● WORK TASK:
Scan the entries below. Return every line that includes "impl".

====== EXTRACTED ENTRIES ======

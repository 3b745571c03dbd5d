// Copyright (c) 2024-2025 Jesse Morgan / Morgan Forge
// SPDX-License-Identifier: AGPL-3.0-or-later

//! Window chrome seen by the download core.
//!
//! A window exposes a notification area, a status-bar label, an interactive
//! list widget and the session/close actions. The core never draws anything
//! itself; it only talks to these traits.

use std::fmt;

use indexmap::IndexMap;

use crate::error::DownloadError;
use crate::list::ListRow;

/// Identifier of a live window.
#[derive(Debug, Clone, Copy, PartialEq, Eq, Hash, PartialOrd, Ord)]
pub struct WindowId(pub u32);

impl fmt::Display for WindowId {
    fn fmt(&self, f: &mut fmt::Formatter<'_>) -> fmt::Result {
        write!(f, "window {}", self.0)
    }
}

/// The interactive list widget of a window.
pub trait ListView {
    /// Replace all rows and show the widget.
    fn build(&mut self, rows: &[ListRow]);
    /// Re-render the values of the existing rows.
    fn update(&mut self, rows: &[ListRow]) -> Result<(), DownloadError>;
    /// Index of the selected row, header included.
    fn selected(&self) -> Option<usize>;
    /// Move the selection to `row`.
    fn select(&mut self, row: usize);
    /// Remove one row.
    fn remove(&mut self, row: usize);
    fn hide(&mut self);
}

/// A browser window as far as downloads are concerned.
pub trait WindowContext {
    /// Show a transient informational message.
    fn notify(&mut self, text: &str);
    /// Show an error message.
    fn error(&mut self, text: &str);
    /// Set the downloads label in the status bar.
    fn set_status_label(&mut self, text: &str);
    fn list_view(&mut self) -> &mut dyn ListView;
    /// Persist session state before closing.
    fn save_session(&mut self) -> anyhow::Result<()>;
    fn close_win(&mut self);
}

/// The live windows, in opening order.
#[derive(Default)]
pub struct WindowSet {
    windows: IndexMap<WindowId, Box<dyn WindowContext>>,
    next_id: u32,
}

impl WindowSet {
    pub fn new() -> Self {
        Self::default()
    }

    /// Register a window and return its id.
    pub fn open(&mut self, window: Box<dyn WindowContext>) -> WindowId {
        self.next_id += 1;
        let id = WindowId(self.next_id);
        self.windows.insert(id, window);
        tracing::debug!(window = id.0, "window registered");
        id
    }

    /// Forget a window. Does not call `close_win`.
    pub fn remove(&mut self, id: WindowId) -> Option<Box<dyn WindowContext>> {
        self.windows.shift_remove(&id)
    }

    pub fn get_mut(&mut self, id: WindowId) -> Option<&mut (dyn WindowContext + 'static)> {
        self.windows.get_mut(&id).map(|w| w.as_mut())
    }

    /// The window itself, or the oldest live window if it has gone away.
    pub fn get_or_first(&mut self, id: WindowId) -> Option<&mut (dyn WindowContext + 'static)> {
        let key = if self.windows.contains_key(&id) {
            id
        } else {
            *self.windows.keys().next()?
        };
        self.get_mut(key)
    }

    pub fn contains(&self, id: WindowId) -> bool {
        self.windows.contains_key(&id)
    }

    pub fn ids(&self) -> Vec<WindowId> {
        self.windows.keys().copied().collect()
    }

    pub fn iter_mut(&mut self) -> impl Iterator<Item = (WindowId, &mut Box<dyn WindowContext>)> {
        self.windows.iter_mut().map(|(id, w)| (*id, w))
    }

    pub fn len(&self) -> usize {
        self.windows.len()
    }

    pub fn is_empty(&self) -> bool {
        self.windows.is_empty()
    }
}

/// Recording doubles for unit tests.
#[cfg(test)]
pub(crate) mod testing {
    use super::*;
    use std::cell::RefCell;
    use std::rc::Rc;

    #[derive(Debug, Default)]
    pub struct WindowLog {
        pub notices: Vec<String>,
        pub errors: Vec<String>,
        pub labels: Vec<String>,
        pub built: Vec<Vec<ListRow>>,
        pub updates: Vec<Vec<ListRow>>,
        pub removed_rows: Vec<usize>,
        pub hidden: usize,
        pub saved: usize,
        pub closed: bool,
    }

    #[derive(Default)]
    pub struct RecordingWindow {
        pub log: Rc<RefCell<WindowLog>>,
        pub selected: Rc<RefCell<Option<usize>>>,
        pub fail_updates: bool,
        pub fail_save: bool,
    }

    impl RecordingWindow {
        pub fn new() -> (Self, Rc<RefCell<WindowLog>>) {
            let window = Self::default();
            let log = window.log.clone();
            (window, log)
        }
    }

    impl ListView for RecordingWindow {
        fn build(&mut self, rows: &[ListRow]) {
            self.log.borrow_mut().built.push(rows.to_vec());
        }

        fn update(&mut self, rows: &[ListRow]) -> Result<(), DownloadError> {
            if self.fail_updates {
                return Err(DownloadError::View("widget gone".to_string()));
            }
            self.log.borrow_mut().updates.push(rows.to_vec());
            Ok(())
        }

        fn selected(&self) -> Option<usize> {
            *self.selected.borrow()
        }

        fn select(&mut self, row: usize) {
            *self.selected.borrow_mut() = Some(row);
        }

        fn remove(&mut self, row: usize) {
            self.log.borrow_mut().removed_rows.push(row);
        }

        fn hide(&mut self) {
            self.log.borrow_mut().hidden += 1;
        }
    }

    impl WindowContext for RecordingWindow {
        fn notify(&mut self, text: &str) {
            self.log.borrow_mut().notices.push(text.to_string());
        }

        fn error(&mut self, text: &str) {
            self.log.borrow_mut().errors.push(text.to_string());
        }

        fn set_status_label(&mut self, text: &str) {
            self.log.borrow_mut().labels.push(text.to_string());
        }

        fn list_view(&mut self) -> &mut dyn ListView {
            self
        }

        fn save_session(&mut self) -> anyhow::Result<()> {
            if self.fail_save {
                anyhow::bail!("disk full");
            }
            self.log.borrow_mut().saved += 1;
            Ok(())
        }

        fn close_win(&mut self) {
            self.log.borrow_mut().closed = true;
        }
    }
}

======

● ANSWER TO THIS EXERCISE:
impl fmt::Display for WindowId {
impl WindowSet {
    pub fn iter_mut(&mut self) -> impl Iterator<Item = (WindowId, &mut Box<dyn WindowContext>)> {
    impl RecordingWindow {
    impl ListView for RecordingWindow {
    impl WindowContext for RecordingWindow {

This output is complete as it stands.